Il est né à Jérusalem du Rav Yossef Eliyahou Deutsch, Rosh Yechiva d’Anshei Maamad à Jérusalem, et de Myriam Deutsch, 6e génération descendante du Rabbi Shneour Zalman de Liadi. Il a étudié aux Yechivot Etz ‘Haïm, Torat Emet et à la Yechiva de Ponevitch. À cette période, il a commencé à se rapprocher du ‘hassidisme ‘Habad et s’est rendu pour écouter le Rav Shlomo ‘Haïm Kesselman, Mashpia à la Yechiva Tomkhei Tmimim de Kfar ‘Habad. Par la suite, il est allé étudier dans cette Yechiva.

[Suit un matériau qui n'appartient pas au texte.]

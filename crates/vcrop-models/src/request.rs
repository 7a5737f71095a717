//! Crop request shapes and form field parsing.

use schemars::JsonSchema;
use serde::{Deserialize, Serialize};

use crate::error::{ValidationError, ValidationResult};

/// Form field names accepted by the crop endpoint.
pub mod fields {
    pub const TOP: &str = "top";
    pub const BOTTOM: &str = "bottom";
    pub const LEFT: &str = "left";
    pub const RIGHT: &str = "right";
    pub const CROP_X: &str = "cropX";
    pub const CROP_Y: &str = "cropY";
    pub const CROP_WIDTH: &str = "cropWidth";
    pub const CROP_HEIGHT: &str = "cropHeight";
}

/// Pixels to remove from each side of the frame.
#[derive(Debug, Clone, Copy, Default, PartialEq, Eq, Serialize, Deserialize, JsonSchema)]
pub struct EdgeCrop {
    #[serde(default)]
    pub top: i64,
    #[serde(default)]
    pub bottom: i64,
    #[serde(default)]
    pub left: i64,
    #[serde(default)]
    pub right: i64,
}

/// An absolute target rectangle within the frame.
#[derive(Debug, Clone, Copy, PartialEq, Eq, Serialize, Deserialize, JsonSchema)]
pub struct RegionCrop {
    #[serde(default)]
    pub x: i64,
    #[serde(default)]
    pub y: i64,
    pub width: i64,
    pub height: i64,
}

/// A crop request. Exactly one shape is active.
#[derive(Debug, Clone, Copy, PartialEq, Eq, Serialize, Deserialize, JsonSchema)]
#[serde(tag = "mode", rename_all = "snake_case")]
pub enum CropRequest {
    Edge(EdgeCrop),
    Region(RegionCrop),
}

impl CropRequest {
    pub fn edge(top: i64, bottom: i64, left: i64, right: i64) -> Self {
        Self::Edge(EdgeCrop {
            top,
            bottom,
            left,
            right,
        })
    }

    pub fn region(x: i64, y: i64, width: i64, height: i64) -> Self {
        Self::Region(RegionCrop {
            x,
            y,
            width,
            height,
        })
    }

    /// Short name of the active shape, for logs and metrics.
    pub fn mode(&self) -> &'static str {
        match self {
            CropRequest::Edge(_) => "edge",
            CropRequest::Region(_) => "region",
        }
    }
}

impl Default for CropRequest {
    fn default() -> Self {
        Self::Edge(EdgeCrop::default())
    }
}

/// Raw crop fields as received in a form submission.
///
/// Values are kept as text until [`CropFields::into_request`] decides the
/// request shape and parses only the fields that shape uses.
#[derive(Debug, Clone, Default, PartialEq, Eq, Serialize, Deserialize, JsonSchema)]
#[serde(rename_all = "camelCase", default)]
pub struct CropFields {
    pub top: Option<String>,
    pub bottom: Option<String>,
    pub left: Option<String>,
    pub right: Option<String>,
    pub crop_x: Option<String>,
    pub crop_y: Option<String>,
    pub crop_width: Option<String>,
    pub crop_height: Option<String>,
}

impl CropFields {
    /// Store a field by its form name. Returns `false` for names that are not
    /// crop fields.
    pub fn set(&mut self, name: &str, value: impl Into<String>) -> bool {
        let slot = match name {
            fields::TOP => &mut self.top,
            fields::BOTTOM => &mut self.bottom,
            fields::LEFT => &mut self.left,
            fields::RIGHT => &mut self.right,
            fields::CROP_X => &mut self.crop_x,
            fields::CROP_Y => &mut self.crop_y,
            fields::CROP_WIDTH => &mut self.crop_width,
            fields::CROP_HEIGHT => &mut self.crop_height,
            _ => return false,
        };
        *slot = Some(value.into());
        true
    }

    /// Both region size fields are present, so the request is a region crop.
    pub fn has_region_fields(&self) -> bool {
        is_present(&self.crop_width) && is_present(&self.crop_height)
    }

    /// Any edge field is present.
    pub fn has_edge_fields(&self) -> bool {
        [&self.top, &self.bottom, &self.left, &self.right]
            .into_iter()
            .any(is_present)
    }

    /// Decide the request shape and parse the fields it uses.
    ///
    /// Region fields take precedence; edge fields are then not even parsed.
    /// Absent fields take their default of 0. Present fields, blank ones
    /// included, must be base-10 integers.
    pub fn into_request(&self) -> ValidationResult<CropRequest> {
        if self.has_region_fields() {
            Ok(CropRequest::Region(RegionCrop {
                x: parse_field(fields::CROP_X, &self.crop_x)?,
                y: parse_field(fields::CROP_Y, &self.crop_y)?,
                width: parse_field(fields::CROP_WIDTH, &self.crop_width)?,
                height: parse_field(fields::CROP_HEIGHT, &self.crop_height)?,
            }))
        } else {
            Ok(CropRequest::Edge(EdgeCrop {
                top: parse_field(fields::TOP, &self.top)?,
                bottom: parse_field(fields::BOTTOM, &self.bottom)?,
                left: parse_field(fields::LEFT, &self.left)?,
                right: parse_field(fields::RIGHT, &self.right)?,
            }))
        }
    }
}

fn is_present(value: &Option<String>) -> bool {
    value.is_some()
}

fn parse_field(name: &'static str, value: &Option<String>) -> ValidationResult<i64> {
    match value.as_deref().map(str::trim) {
        None => Ok(0),
        Some(raw) => raw
            .parse::<i64>()
            .map_err(|_| ValidationError::not_a_number(name, raw)),
    }
}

Il a épousé Esther Lea, la fille du Rav Asher Zev Werner. Après son mariage, il a étudié au Kollel dirigé par le Rav Zalman Ne’hemia Goldberg. Il a officié comme Rosh Metivta à la Yechiva Tomkhei Tmimim de Kiryat Gat, Rosh Metivta à la Yechiva Karlin-Lelov et plus encore. Il a également dirigé un institut d’études en vue de l’ordination rabbinique qu’il a fondé. Il est Rosh Kollel à la synagogue Tzemah Tzedek dans la vieille ville de Jérusalem. Dans le cadre du Kollel, il a édité le recueil « Yagdil Torah » et les livres « Commentaires et explications sur le Choul’han Aroukh de l’Admour Hazaken ».
Lors des réunions ‘hassidiques qu’il tient, il traite beaucoup de l’âme et des émotions humaines. Il s’implique aussi dans le rapprochement de la jeunesse ‘Haredi décrochée.